Embodiments of the invention broadly contemplate systems, apparatuses and methods providing simplified file searching using peripheral external information derived from one or more external sources. The peripheral external information corresponds to the context in which the user received and/or saved the file.

Description

    BACKGROUND
  • Many times computer users try to search for a saved file but cannot remember certain things about where the file is located. This makes retrieving the file from the electronic device (for example a computer) difficult. The user may, however, remember something about the context relating to the file save. For example, a user may remember that a person “X” sent the file via email but may not know the file's name and/or location. As another example, a user may remember that the file was downloaded from a particular Internet web site or was received using a certain chat program. Thus, a user might remember peripheral external information about the context in which a file was received and/or saved.
  • BRIEF SUMMARY
  • Conventional systems, methods and apparatuses do not facilitate the use of peripheral external information regarding the context in which a file was received and/or saved for searching for the file. Accordingly, embodiments of the invention broadly contemplate systems, apparatuses and methods providing simplified file (for example a document) searching using peripheral external information derived from one or more external sources. The peripheral external information corresponds to the context in which the user received and/or saved the file.
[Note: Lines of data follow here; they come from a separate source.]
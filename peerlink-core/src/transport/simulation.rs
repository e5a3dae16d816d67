//! Scripted in-memory transport for tests

use std::collections::VecDeque;
use std::net::SocketAddr;

use async_trait::async_trait;
use bytes::Bytes;
use tokio::sync::{Mutex, mpsc};

use super::{Link, LinkEvent, Transport, TransportError};

/// Outcome script for a single connect attempt.
#[derive(Debug, Clone, Copy)]
pub enum ConnectScript {
    /// The attempt succeeds.
    Accept,
    /// The attempt fails immediately.
    Refuse,
    /// The attempt never completes.
    Hang,
}

/// In-memory transport with scripted connect outcomes.
///
/// Connect attempts consume queued scripts front-to-back; once the queue
/// is empty every attempt is accepted. Each accepted attempt hands the
/// test a [`SimRemote`] through which it can observe outbound frames,
/// inject replies, and close the link.
pub struct SimTransport {
    scripts: Mutex<VecDeque<ConnectScript>>,
    remotes: mpsc::UnboundedSender<SimRemote>,
}

impl SimTransport {
    /// Creates a transport plus the stream of remote ends of accepted links.
    pub fn new() -> (Self, mpsc::UnboundedReceiver<SimRemote>) {
        let (remotes, accepted) = mpsc::unbounded_channel();
        let transport = Self {
            scripts: Mutex::new(VecDeque::new()),
            remotes,
        };
        (transport, accepted)
    }

    /// Queues connect outcomes, consumed in order by `connect`.
    pub async fn script(&self, outcomes: impl IntoIterator<Item = ConnectScript>) {
        self.scripts.lock().await.extend(outcomes);
    }
}

#[async_trait]
impl Transport for SimTransport {
    async fn connect(
        &self,
        address: SocketAddr,
        events: mpsc::Sender<LinkEvent>,
    ) -> Result<Box<dyn Link>, TransportError> {
        let script = self
            .scripts
            .lock()
            .await
            .pop_front()
            .unwrap_or(ConnectScript::Accept);

        match script {
            ConnectScript::Refuse => Err(TransportError::Connect {
                address,
                reason: "refused by script".to_string(),
            }),
            ConnectScript::Hang => std::future::pending().await,
            ConnectScript::Accept => {
                let (frames_tx, frames_rx) = mpsc::unbounded_channel();
                let remote = SimRemote {
                    address,
                    frames: frames_rx,
                    events,
                };
                let _ = self.remotes.send(remote);
                Ok(Box::new(SimLink { frames: frames_tx }))
            }
        }
    }
}

/// Test-side end of an accepted simulated link.
pub struct SimRemote {
    address: SocketAddr,
    frames: mpsc::UnboundedReceiver<Bytes>,
    events: mpsc::Sender<LinkEvent>,
}

impl SimRemote {
    /// Address the actor dialed.
    pub fn address(&self) -> SocketAddr {
        self.address
    }

    /// Next frame the actor transmitted, or `None` once the link is gone.
    pub async fn recv_frame(&mut self) -> Option<Bytes> {
        self.frames.recv().await
    }

    /// Delivers an inbound frame to the actor.
    pub async fn deliver(&self, frame: Bytes) {
        let _ = self.events.send(LinkEvent::Frame(frame)).await;
    }

    /// Signals closure to the actor.
    pub async fn close(&self, reason: &str) {
        let _ = self
            .events
            .send(LinkEvent::Closed {
                reason: reason.to_string(),
            })
            .await;
    }

    /// Stops accepting outbound frames so the actor's next send fails.
    pub fn sever(&mut self) {
        self.frames.close();
    }
}

/// Outbound handle to a simulated link.
struct SimLink {
    frames: mpsc::UnboundedSender<Bytes>,
}

impl Link for SimLink {
    fn send(&self, frame: Bytes) -> Result<(), TransportError> {
        self.frames.send(frame).map_err(|_| TransportError::LinkClosed)
    }
}
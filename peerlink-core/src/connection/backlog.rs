//! Outstanding-request backlog keyed by correlation id.

use std::collections::HashMap;
use std::time::Instant;

use bytes::Bytes;
use tokio::sync::oneshot;
use tokio::task::AbortHandle;

use super::ConnectionError;

/// A request accepted for transmission and awaiting resolution.
pub(crate) struct PendingRequest {
    /// Caller waiting on the correlated reply
    pub responder: oneshot::Sender<Result<Bytes, ConnectionError>>,
    /// When transmission was accepted
    pub issued_at: Instant,
    /// Deadline timer, aborted when the entry settles early
    pub timer: AbortHandle,
}

/// Outstanding requests keyed by correlation id.
///
/// An entry lives from the moment transmission is accepted until exactly
/// one of reply, timeout, or failure removes it. `remove` is first-wins,
/// so a deadline timer racing a reply settles each request at most once;
/// the loser finds the entry gone and does nothing.
pub(crate) struct RequestBacklog {
    entries: HashMap<u32, PendingRequest>,
    next_request_id: u32,
}

impl RequestBacklog {
    pub fn new() -> Self {
        Self {
            entries: HashMap::new(),
            next_request_id: 0,
        }
    }

    /// Allocates the next request id.
    ///
    /// The counter wraps; ids still present in the backlog are skipped so
    /// a long-lived request can never collide with a wrapped successor.
    pub fn allocate_id(&mut self) -> u32 {
        loop {
            let id = self.next_request_id;
            self.next_request_id = self.next_request_id.wrapping_add(1);
            if !self.entries.contains_key(&id) {
                return id;
            }
        }
    }

    pub fn insert(&mut self, request_id: u32, request: PendingRequest) {
        self.entries.insert(request_id, request);
    }

    /// Removes and returns the entry for `request_id`, aborting its timer.
    pub fn remove(&mut self, request_id: u32) -> Option<PendingRequest> {
        let request = self.entries.remove(&request_id)?;
        request.timer.abort();
        Some(request)
    }

    /// Fails every outstanding entry with `error` and clears the backlog.
    pub fn fail_all(&mut self, error: impl Fn() -> ConnectionError) {
        for (_, request) in self.entries.drain() {
            request.timer.abort();
            let _ = request.responder.send(Err(error()));
        }
    }

    pub fn len(&self) -> usize {
        self.entries.len()
    }

    pub fn is_empty(&self) -> bool {
        self.entries.is_empty()
    }
}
  • In summary, one aspect of the invention provides an apparatus comprising: one or more processors; and a computer readable storage medium having computer readable code embodied therewith and executable by the one or more processors, the computer readable program code comprising: computer readable program code configured to extract peripheral external information from one or more external sources in response to a predetermined action, the predetermined action comprising an action associated with saving a file; computer readable program code configured to associate the peripheral external information with the file; and computer readable program code configured to store the peripheral external information in a searchable repository.
  • Another aspect of the invention provides a method comprising: utilizing one or more processors of a machine to execute computer readable program code configured to extract peripheral external information from one or more external sources in response to a predetermined action, the predetermined action comprising an action associated with saving a file; and utilizing the one or more processors of the machine to execute computer readable program code configured to associate the peripheral external information with the file; and utilizing the one or more processors of the machine to execute computer readable program code configured to store the peripheral external information in a searchable repository.
  • A further aspect of the invention provides a computer program product comprising: a computer readable storage medium having computer readable program code embodied therewith, the computer readable program code comprising: computer readable program code configured to extract peripheral external information from one or more external sources in response to a predetermined action, the predetermined action comprising an action associated with saving a file; computer readable program code configured to associate the peripheral external information with the file; and computer readable program code configured to store the peripheral external information in a searchable repository.
  • For a better understanding of exemplary embodiments of the invention, together with other and further features and advantages thereof, reference is made to the following description, taken in conjunction with the accompanying drawings, and the scope of the claimed embodiments of the invention will be pointed out in the appended claims.
  • BRIEF DESCRIPTION OF THE SEVERAL VIEWS OF THE DRAWINGS
  • FIG. 1 illustrates a computer system according to an embodiment of the invention.
  • FIG. 2 illustrates a context aware search flow according to an embodiment of the invention.
  • FIG. 3 illustrates a search process flow according to an embodiment of the invention.
  • FIG. 4 illustrates a method of contextual searching using an email client according to an embodiment of the invention.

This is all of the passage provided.